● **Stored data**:
________

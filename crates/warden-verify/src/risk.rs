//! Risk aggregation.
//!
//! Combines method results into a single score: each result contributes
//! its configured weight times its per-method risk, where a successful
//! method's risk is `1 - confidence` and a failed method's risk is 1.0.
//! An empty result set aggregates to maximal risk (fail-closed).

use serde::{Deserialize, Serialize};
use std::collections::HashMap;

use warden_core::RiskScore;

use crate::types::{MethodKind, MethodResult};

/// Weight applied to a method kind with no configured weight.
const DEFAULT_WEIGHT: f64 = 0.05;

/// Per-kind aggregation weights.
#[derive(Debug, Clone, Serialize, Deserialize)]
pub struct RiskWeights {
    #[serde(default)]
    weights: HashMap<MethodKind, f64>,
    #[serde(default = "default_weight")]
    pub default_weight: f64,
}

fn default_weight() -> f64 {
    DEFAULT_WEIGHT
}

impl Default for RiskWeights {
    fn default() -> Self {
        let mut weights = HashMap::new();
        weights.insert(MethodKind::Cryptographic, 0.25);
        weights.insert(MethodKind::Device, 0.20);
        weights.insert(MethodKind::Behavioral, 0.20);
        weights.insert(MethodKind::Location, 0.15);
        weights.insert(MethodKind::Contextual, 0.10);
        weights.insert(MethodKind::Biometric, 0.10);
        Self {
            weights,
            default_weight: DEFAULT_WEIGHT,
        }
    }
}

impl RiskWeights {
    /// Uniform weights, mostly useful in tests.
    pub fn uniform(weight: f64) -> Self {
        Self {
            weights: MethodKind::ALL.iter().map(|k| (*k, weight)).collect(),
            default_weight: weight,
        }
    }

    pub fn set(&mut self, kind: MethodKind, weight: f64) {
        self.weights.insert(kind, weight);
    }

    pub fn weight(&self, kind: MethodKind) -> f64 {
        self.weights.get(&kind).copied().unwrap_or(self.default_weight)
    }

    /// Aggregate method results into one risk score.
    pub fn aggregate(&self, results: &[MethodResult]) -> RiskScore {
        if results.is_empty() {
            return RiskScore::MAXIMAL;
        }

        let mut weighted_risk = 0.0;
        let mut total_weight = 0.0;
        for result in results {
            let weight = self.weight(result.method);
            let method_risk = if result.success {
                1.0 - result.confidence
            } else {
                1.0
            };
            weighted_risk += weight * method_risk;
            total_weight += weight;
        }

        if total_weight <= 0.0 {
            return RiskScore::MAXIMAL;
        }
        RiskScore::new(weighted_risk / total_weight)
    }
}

________

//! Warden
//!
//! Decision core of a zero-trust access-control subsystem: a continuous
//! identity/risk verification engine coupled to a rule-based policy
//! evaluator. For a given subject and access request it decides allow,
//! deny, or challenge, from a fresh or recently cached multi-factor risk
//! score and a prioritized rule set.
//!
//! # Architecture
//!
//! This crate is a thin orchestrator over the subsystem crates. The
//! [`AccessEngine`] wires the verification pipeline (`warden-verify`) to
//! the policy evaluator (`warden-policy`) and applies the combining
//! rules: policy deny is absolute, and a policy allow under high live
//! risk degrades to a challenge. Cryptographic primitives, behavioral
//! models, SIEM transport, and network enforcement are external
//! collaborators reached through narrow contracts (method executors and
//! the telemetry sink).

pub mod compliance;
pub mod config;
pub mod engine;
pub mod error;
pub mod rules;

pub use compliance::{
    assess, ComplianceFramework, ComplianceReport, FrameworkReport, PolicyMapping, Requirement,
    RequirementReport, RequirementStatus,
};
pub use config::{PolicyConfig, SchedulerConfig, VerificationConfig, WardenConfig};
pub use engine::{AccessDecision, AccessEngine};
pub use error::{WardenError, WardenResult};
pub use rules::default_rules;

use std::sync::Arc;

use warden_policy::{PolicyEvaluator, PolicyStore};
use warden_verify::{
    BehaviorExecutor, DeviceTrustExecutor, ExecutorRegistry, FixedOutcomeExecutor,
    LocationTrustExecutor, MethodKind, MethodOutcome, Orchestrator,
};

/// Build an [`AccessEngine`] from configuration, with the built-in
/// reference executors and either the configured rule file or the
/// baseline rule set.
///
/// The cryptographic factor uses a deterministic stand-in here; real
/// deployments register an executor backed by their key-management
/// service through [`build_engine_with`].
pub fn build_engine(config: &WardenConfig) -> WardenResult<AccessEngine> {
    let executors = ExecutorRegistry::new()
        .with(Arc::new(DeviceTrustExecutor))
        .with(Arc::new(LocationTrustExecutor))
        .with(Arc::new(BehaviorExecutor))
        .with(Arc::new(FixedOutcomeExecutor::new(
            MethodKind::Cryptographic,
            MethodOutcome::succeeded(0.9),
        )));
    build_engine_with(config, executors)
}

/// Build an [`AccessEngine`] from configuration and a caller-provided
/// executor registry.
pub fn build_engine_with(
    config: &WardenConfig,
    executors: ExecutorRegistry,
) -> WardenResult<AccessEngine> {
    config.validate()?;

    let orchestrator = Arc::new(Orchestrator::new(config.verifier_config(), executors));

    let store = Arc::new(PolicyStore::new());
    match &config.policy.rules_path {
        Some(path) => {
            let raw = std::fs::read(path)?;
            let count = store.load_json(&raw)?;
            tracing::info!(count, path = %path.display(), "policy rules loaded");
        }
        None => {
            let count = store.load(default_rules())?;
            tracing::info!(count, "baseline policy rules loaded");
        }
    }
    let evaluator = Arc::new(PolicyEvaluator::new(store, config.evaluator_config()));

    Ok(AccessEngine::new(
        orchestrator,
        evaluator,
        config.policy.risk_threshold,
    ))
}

________

● **Aim of the task**:
The lines to show are those in the data above that include "MethodOutcome".

● **Answer section**:
    LocationTrustExecutor, MethodKind, MethodOutcome, Orchestrator,
            MethodOutcome::succeeded(0.9),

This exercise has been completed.